◆ What this task involves ◆
Among the lines below, return each one that contains the word "MediaStore".

◆ Data records ◆
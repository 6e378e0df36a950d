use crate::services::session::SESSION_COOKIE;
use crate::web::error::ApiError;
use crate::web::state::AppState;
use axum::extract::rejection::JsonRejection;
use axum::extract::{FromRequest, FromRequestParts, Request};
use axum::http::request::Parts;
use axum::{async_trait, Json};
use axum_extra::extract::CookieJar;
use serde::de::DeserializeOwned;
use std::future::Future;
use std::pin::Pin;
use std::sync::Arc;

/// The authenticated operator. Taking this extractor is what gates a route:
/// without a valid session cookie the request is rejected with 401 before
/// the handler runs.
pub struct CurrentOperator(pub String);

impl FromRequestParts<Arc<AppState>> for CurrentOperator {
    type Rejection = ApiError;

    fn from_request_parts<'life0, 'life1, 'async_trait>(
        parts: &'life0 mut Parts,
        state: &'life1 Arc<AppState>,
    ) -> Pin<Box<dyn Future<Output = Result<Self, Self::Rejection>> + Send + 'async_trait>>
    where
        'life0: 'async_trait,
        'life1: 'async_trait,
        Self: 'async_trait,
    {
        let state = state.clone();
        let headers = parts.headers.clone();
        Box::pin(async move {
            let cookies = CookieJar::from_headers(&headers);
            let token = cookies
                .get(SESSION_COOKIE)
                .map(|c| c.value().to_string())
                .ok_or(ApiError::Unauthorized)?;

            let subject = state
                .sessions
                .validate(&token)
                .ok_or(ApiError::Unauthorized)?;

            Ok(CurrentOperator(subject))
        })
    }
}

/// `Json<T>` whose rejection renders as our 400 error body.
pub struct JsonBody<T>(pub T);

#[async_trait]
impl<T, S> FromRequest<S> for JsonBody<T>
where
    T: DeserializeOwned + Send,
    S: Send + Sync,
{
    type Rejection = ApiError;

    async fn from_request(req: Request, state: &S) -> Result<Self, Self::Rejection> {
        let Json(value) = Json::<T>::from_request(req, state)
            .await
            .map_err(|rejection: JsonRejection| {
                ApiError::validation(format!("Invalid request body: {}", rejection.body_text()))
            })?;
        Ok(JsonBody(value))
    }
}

* * *

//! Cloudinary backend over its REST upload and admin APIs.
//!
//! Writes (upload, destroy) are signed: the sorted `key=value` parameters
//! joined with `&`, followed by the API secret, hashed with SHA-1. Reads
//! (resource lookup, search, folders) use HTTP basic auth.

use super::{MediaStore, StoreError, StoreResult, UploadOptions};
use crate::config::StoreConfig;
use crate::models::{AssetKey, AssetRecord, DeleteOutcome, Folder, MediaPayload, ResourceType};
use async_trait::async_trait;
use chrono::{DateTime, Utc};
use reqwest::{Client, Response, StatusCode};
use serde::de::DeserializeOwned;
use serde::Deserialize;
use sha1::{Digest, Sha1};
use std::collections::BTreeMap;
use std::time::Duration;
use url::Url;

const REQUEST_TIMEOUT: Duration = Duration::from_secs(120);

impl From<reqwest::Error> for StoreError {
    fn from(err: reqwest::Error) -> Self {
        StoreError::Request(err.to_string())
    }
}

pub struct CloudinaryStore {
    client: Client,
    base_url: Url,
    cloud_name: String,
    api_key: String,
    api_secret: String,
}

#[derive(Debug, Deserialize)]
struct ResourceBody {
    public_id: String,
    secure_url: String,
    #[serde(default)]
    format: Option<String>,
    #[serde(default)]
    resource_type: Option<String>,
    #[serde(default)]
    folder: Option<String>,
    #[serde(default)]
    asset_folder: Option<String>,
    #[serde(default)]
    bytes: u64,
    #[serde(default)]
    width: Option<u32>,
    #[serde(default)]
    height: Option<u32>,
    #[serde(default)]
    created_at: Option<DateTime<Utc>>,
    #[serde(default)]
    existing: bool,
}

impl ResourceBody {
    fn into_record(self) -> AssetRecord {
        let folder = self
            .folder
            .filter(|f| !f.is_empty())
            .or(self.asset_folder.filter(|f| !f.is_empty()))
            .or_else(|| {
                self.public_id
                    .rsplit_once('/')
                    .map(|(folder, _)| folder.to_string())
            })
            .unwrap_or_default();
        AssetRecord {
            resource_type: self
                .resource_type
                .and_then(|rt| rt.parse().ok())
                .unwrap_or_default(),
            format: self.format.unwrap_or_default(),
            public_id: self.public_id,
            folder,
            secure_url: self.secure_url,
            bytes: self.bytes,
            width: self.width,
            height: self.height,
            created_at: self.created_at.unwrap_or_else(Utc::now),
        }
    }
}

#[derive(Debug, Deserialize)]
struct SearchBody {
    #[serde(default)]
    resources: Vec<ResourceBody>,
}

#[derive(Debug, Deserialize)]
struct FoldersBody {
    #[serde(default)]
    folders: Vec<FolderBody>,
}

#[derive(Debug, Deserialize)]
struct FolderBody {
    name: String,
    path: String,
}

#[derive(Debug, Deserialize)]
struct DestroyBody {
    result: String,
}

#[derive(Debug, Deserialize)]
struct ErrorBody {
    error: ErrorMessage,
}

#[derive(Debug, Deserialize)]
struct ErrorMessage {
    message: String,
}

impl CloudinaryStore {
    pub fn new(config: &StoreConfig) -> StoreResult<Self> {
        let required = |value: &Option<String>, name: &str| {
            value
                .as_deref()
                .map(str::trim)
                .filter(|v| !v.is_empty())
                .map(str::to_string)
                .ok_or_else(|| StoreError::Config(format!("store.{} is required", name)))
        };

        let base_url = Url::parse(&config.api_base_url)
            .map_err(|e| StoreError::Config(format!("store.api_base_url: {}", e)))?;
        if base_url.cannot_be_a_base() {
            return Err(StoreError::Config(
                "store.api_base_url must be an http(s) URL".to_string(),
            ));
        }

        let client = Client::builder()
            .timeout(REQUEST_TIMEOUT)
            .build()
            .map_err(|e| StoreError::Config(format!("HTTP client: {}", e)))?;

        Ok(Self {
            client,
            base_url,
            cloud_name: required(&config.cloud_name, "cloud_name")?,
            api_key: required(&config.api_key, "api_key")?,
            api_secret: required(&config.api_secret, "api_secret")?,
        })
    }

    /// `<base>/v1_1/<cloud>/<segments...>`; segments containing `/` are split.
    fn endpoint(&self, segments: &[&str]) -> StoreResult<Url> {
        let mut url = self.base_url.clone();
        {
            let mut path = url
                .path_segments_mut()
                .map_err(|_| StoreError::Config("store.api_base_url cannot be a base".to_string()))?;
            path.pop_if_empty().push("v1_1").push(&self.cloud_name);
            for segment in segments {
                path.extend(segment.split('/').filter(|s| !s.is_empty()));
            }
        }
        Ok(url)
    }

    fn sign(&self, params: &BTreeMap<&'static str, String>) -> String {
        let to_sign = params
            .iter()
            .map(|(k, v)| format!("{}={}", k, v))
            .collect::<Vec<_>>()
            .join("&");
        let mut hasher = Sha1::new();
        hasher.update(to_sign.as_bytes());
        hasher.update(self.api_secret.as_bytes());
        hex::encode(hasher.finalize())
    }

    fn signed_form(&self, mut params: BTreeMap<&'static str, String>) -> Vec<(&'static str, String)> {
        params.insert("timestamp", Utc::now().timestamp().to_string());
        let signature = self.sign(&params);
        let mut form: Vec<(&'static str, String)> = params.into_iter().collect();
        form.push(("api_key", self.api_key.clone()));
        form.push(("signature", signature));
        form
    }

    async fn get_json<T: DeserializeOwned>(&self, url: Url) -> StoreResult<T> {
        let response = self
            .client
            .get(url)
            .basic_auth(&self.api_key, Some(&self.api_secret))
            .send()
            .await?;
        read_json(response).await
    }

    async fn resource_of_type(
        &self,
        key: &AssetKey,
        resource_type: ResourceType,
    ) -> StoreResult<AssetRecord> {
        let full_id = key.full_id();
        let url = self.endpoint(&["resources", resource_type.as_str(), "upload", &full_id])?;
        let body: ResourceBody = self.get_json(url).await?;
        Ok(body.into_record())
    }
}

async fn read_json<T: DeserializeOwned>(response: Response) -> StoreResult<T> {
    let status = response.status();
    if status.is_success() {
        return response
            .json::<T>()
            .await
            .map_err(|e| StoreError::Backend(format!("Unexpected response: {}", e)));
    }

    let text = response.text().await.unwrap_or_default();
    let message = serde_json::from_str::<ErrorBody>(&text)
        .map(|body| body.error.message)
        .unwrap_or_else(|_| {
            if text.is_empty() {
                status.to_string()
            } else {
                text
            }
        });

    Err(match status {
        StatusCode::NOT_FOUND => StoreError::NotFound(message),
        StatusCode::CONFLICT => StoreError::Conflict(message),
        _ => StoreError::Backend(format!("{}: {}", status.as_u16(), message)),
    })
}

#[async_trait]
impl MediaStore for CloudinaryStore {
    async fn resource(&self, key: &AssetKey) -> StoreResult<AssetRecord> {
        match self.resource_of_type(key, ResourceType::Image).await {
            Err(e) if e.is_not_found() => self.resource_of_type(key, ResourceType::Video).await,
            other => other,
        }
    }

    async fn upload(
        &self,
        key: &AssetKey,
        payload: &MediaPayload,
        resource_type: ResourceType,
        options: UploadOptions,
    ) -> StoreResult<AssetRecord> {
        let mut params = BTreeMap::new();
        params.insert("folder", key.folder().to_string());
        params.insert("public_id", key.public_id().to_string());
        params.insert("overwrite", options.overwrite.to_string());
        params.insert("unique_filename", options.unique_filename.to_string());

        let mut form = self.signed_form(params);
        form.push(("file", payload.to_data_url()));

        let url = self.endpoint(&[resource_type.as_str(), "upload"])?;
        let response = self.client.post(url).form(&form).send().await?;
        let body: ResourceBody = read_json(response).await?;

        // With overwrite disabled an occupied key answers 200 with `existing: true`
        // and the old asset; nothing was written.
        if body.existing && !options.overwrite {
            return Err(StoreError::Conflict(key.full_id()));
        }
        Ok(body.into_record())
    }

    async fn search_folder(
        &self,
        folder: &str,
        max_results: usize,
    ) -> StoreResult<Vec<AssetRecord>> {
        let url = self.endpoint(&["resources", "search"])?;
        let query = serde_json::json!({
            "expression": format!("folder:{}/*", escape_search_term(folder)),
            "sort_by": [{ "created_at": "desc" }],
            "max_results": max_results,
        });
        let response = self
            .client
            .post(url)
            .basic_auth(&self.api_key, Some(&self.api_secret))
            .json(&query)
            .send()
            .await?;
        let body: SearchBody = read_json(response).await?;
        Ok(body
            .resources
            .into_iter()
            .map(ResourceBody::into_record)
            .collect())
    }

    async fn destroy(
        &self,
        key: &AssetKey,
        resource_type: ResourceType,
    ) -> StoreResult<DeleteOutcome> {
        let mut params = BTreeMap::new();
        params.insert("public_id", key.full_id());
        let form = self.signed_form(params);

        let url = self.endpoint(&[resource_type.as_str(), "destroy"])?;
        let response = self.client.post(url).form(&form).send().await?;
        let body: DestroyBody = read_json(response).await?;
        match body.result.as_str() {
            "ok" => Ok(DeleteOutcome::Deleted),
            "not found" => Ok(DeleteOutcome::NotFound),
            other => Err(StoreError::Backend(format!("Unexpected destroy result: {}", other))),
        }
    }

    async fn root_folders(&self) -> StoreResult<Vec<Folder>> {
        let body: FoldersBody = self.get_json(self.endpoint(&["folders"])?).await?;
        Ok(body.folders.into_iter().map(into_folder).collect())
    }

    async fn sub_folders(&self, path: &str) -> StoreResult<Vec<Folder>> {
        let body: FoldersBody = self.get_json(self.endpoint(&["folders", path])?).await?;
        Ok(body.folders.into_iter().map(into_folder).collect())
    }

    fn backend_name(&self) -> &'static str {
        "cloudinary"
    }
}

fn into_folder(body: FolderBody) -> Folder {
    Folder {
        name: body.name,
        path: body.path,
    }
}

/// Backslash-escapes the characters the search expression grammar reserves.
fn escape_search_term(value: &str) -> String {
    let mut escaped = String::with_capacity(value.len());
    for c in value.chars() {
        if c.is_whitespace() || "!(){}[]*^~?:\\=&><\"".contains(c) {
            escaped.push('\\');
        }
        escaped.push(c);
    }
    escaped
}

◆ Answer space ◆
use super::{MediaStore, StoreError, StoreResult, UploadOptions};
impl MediaStore for CloudinaryStore {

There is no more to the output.